#### EXERCISE OBJECTIVE
Return the following from the records below: each line, word for word, starting with the line that contains "and serves the" and going on through the line that contains "pub mod metrics;", with nothing outside that range.

#### DATA LISTING
==============================
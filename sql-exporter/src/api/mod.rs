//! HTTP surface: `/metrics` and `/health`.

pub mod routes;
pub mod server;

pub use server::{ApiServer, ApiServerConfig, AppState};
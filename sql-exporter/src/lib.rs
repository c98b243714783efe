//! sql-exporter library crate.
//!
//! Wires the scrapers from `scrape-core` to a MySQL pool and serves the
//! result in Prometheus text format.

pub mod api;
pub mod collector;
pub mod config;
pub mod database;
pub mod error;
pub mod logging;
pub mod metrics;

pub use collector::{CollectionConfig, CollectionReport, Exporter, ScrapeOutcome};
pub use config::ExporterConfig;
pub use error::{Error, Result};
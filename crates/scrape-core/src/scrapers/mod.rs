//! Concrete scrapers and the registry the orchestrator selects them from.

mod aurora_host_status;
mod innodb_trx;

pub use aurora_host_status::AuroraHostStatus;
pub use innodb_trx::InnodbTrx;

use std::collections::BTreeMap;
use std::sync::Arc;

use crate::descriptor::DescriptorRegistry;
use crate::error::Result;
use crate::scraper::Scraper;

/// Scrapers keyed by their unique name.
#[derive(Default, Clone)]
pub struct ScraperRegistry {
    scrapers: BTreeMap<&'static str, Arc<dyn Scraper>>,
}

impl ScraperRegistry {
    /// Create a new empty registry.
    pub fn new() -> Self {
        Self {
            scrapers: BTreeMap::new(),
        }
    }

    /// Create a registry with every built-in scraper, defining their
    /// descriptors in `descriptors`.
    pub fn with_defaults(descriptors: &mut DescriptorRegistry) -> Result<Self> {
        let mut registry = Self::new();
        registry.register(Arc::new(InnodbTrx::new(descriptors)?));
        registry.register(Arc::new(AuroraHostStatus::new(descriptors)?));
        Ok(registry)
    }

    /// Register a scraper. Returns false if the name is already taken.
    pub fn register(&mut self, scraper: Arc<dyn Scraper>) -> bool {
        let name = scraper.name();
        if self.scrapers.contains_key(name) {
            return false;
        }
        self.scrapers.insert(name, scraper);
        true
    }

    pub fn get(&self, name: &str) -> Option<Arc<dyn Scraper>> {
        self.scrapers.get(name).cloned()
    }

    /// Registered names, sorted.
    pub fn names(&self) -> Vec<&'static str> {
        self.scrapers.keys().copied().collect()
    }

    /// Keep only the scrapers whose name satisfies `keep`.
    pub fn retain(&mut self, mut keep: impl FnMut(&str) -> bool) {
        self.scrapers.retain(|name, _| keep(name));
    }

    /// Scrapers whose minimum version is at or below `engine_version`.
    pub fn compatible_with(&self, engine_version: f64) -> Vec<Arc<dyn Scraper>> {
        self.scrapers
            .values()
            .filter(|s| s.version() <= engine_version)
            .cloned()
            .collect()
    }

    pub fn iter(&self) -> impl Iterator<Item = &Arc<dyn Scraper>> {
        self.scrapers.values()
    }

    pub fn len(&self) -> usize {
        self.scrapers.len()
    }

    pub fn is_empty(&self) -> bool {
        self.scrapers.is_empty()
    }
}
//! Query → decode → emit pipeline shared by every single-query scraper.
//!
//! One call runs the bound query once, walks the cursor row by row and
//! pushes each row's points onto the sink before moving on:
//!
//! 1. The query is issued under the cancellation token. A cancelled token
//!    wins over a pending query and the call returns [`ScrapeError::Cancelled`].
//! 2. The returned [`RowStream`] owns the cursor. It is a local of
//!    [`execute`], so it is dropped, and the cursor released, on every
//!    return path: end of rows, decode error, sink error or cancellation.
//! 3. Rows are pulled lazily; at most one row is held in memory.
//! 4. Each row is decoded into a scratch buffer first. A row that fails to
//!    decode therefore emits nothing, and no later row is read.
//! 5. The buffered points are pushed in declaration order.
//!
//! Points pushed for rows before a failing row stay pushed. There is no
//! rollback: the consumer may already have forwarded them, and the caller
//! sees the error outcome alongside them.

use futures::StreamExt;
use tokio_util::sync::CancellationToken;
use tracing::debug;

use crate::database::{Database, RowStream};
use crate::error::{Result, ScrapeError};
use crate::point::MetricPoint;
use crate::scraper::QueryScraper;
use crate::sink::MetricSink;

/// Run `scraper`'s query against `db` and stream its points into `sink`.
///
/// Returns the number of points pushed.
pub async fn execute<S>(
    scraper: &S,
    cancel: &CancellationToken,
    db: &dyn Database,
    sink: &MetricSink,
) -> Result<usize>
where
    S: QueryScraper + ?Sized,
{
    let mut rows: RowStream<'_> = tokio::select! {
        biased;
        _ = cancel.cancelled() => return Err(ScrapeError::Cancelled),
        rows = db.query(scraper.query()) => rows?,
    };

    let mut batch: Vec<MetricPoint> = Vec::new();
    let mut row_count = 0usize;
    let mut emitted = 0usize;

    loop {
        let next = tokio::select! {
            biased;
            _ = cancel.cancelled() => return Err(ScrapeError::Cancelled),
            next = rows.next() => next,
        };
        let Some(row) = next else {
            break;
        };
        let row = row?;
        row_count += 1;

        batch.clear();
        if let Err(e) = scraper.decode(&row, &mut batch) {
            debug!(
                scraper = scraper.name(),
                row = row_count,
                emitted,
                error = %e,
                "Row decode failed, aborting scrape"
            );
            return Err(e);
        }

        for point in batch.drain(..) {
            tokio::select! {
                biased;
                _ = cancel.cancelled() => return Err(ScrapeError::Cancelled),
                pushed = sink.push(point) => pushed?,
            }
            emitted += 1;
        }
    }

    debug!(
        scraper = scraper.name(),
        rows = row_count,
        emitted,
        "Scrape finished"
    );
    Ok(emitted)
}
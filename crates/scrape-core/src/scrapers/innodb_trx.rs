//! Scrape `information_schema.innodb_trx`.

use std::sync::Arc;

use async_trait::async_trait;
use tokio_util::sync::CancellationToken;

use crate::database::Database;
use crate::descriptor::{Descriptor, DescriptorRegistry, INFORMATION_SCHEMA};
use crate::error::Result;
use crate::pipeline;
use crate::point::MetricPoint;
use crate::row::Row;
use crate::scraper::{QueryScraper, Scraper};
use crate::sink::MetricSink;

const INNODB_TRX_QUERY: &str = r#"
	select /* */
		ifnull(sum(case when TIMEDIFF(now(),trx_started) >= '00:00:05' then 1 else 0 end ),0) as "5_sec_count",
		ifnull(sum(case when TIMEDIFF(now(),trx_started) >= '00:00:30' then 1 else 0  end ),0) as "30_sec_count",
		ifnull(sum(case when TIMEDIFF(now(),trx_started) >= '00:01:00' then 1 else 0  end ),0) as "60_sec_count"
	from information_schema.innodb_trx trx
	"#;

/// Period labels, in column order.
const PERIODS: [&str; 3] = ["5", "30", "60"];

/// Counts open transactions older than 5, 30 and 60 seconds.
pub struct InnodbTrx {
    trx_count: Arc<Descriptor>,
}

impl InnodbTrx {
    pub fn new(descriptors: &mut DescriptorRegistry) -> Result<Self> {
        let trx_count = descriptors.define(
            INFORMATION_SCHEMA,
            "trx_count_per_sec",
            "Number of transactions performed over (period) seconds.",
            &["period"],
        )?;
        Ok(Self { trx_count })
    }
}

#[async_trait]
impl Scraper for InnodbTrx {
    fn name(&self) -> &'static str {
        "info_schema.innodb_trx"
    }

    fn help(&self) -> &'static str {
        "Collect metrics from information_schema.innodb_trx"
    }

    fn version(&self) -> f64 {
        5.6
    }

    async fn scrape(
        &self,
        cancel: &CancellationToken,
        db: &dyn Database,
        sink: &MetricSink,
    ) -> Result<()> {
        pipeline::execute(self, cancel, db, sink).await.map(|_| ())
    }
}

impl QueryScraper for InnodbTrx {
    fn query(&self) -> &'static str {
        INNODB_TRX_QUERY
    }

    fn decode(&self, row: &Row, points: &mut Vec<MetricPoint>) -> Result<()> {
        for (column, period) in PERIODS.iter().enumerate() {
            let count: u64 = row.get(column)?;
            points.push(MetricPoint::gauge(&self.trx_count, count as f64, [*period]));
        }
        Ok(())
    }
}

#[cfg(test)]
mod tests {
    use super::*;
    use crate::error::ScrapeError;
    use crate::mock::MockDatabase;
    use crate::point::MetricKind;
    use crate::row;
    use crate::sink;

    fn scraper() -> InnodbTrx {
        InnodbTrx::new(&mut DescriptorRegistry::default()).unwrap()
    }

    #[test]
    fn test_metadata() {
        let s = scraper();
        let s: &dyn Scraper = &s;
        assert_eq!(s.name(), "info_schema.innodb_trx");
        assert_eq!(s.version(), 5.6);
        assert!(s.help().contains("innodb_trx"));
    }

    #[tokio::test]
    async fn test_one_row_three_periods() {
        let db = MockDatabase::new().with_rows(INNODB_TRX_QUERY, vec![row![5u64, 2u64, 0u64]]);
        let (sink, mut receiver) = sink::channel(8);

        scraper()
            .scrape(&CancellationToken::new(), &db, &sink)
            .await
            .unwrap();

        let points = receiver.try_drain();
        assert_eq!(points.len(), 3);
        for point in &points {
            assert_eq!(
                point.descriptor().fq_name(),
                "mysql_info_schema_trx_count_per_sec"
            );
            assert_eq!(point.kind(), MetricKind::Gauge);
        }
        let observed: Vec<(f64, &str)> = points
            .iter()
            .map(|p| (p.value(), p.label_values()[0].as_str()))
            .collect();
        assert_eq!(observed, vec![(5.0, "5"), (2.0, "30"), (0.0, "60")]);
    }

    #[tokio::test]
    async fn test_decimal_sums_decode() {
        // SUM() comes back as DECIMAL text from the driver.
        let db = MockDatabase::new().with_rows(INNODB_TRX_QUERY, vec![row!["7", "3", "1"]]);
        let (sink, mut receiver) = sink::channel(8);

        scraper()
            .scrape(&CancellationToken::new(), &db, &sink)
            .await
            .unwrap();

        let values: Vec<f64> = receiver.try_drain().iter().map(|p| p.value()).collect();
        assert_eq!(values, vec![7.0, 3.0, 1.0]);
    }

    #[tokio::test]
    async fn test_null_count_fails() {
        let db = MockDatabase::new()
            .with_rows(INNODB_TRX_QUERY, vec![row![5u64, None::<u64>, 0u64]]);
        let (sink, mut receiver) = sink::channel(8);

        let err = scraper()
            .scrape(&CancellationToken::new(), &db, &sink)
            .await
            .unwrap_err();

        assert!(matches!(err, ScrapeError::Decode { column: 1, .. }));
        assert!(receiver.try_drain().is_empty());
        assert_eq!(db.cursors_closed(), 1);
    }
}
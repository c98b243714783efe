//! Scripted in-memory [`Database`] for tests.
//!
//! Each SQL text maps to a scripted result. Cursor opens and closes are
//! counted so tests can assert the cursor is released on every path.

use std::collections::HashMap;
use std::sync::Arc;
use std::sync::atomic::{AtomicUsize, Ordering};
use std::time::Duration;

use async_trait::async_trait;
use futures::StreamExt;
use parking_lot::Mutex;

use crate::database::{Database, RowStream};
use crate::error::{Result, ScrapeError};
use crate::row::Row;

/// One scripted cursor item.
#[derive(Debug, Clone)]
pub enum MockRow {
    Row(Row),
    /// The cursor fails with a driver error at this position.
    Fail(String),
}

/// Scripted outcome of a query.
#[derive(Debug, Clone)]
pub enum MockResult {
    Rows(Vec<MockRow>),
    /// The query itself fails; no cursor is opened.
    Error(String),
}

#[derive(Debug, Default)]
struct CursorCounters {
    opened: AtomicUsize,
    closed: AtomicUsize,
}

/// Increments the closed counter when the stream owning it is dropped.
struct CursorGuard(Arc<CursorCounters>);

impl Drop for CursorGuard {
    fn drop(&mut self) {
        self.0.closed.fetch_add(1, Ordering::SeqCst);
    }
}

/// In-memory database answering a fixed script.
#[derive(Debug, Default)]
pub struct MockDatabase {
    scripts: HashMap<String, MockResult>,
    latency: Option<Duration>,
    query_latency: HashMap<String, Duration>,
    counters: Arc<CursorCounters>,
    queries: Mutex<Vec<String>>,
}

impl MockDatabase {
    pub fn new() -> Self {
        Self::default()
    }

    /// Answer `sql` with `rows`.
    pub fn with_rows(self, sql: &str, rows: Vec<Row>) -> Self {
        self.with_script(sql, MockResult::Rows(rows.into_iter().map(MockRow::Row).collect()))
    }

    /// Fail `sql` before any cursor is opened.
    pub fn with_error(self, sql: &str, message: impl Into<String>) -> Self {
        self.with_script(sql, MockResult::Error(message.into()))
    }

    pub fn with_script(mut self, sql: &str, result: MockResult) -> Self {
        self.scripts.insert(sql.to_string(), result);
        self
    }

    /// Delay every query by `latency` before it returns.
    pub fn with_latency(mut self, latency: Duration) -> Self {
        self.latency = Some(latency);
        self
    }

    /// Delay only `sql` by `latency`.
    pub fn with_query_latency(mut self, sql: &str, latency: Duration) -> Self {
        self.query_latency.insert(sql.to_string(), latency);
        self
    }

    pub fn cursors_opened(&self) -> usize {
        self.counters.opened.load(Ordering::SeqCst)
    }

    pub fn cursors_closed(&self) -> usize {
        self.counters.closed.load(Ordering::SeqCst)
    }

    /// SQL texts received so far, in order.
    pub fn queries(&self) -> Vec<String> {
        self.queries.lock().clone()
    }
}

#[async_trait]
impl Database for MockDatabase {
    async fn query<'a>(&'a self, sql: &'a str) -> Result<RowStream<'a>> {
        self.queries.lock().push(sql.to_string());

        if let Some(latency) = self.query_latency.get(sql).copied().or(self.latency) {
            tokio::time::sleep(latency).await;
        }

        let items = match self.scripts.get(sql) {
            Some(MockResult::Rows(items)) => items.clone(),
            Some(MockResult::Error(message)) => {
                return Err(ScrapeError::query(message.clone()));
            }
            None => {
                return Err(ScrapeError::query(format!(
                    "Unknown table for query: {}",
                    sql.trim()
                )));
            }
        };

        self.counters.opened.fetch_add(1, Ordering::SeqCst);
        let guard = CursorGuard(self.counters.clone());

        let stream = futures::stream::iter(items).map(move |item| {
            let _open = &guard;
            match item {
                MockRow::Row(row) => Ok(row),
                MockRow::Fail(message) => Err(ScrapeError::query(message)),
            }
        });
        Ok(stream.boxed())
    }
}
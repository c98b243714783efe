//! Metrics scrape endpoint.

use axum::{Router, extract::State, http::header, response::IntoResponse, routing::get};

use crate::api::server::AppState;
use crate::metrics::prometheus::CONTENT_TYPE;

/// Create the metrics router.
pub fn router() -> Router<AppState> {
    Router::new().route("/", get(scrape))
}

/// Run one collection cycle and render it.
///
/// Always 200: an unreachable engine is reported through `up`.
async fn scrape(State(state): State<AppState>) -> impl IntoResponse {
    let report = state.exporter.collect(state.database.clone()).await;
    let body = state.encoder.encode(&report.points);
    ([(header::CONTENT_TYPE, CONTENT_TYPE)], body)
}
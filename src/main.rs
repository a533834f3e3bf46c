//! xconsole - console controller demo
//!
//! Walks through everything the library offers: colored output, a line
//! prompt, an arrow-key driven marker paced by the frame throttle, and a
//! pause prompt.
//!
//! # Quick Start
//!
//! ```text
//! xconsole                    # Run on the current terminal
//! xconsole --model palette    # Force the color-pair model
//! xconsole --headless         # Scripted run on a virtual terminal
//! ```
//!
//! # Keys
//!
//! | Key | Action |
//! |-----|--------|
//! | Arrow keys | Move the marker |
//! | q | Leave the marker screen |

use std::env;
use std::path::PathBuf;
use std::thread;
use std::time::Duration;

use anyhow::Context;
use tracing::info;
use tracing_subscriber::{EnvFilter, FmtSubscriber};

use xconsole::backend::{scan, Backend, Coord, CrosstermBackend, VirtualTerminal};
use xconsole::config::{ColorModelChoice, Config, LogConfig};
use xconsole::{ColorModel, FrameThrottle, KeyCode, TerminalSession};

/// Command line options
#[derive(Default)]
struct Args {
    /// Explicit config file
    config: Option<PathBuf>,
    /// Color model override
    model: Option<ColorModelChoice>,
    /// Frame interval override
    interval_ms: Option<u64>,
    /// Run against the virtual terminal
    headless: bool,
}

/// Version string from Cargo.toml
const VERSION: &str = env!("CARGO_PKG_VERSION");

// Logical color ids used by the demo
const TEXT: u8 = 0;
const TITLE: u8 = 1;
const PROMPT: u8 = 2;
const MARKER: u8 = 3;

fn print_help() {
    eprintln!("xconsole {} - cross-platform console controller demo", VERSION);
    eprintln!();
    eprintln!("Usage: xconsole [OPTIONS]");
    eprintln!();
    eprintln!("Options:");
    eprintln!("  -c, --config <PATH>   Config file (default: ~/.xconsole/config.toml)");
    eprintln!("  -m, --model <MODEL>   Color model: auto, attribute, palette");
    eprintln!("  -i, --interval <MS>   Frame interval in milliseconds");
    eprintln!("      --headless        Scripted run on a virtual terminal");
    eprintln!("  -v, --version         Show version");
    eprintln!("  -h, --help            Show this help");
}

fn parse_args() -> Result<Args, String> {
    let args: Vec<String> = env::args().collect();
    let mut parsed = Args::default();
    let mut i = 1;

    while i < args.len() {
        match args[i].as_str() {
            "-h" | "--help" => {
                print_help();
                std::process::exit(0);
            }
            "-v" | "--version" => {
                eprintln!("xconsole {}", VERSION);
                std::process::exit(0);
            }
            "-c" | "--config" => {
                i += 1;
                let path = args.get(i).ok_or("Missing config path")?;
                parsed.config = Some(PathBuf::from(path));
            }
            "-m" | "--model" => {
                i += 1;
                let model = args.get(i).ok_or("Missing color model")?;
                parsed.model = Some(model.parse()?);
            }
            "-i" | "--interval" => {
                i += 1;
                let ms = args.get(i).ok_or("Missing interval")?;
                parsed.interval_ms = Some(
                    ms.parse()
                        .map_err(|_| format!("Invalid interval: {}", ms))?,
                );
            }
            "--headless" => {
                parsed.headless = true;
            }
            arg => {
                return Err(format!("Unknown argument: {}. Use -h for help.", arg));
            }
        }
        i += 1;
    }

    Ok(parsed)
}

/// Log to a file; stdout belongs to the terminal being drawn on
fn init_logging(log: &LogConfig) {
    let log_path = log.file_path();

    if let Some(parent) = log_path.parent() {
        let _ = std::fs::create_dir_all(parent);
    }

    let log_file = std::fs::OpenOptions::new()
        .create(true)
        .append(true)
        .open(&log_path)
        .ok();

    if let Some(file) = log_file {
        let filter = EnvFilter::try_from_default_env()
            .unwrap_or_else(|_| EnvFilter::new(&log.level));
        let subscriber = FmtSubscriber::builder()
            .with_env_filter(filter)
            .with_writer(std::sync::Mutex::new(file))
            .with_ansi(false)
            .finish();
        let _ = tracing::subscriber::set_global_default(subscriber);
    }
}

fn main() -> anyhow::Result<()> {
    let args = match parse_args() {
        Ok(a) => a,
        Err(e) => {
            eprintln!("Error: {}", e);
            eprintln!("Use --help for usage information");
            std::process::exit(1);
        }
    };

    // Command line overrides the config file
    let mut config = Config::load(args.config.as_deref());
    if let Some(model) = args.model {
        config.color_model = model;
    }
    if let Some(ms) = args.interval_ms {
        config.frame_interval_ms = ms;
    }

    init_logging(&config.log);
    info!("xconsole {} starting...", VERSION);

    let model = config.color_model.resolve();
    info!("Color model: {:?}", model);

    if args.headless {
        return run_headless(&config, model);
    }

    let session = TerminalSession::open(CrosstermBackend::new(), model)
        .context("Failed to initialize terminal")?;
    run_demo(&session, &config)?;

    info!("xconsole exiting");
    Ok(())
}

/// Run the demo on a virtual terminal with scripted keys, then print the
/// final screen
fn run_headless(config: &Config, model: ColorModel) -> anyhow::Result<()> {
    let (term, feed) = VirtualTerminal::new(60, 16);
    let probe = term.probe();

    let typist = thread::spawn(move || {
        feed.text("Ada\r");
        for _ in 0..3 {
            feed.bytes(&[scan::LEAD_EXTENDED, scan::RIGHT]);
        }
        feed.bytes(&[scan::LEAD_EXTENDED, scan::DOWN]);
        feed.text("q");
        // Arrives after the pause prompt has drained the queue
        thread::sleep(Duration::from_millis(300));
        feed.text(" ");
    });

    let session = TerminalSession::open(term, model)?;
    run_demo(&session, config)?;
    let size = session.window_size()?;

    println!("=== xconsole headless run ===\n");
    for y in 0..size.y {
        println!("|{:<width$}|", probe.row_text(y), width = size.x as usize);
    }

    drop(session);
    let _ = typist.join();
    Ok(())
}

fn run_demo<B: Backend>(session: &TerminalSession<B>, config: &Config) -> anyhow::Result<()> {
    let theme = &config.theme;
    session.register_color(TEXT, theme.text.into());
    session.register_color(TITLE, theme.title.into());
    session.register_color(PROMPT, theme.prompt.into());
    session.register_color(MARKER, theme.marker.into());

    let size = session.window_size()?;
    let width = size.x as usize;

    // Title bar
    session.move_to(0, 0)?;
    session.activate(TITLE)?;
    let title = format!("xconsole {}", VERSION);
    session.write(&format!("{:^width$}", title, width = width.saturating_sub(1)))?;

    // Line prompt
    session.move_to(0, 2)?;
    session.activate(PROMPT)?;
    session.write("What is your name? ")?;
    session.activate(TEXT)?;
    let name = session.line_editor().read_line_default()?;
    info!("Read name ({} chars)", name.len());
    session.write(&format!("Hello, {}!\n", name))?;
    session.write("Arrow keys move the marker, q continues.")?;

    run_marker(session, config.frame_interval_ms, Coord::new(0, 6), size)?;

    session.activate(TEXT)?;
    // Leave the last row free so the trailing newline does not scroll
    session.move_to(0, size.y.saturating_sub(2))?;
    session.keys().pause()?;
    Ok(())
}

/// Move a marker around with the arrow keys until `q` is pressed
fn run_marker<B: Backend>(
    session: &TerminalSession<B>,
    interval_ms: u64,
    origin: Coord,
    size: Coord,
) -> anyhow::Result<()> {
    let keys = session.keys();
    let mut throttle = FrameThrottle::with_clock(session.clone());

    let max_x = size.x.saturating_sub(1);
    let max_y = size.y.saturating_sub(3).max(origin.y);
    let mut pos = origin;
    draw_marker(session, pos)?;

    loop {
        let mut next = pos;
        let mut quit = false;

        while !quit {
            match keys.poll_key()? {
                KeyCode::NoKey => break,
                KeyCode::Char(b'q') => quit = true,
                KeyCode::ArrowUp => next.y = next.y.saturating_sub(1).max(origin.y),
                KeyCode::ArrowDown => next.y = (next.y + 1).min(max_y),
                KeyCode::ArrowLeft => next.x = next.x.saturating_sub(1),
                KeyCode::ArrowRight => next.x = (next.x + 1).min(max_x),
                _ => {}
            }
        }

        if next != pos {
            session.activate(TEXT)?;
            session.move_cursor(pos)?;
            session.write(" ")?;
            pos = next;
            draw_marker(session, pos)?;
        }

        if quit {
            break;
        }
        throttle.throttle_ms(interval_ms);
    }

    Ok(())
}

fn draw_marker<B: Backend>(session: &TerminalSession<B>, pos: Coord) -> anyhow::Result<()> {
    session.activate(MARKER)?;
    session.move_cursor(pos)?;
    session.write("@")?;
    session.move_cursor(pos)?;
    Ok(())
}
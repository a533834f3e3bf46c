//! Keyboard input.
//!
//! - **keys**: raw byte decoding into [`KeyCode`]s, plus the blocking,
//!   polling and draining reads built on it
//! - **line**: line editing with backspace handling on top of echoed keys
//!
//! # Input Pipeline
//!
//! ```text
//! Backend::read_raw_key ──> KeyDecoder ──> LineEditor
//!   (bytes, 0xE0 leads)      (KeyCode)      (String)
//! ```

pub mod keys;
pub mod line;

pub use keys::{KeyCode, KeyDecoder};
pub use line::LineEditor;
==============================
#### WRITTEN ANSWER
//! Wires the scrapers from `scrape-core` to a MySQL pool and serves the
//! result in Prometheus text format.

pub mod api;
pub mod collector;
pub mod config;
pub mod database;
pub mod error;
pub mod logging;
pub mod metrics;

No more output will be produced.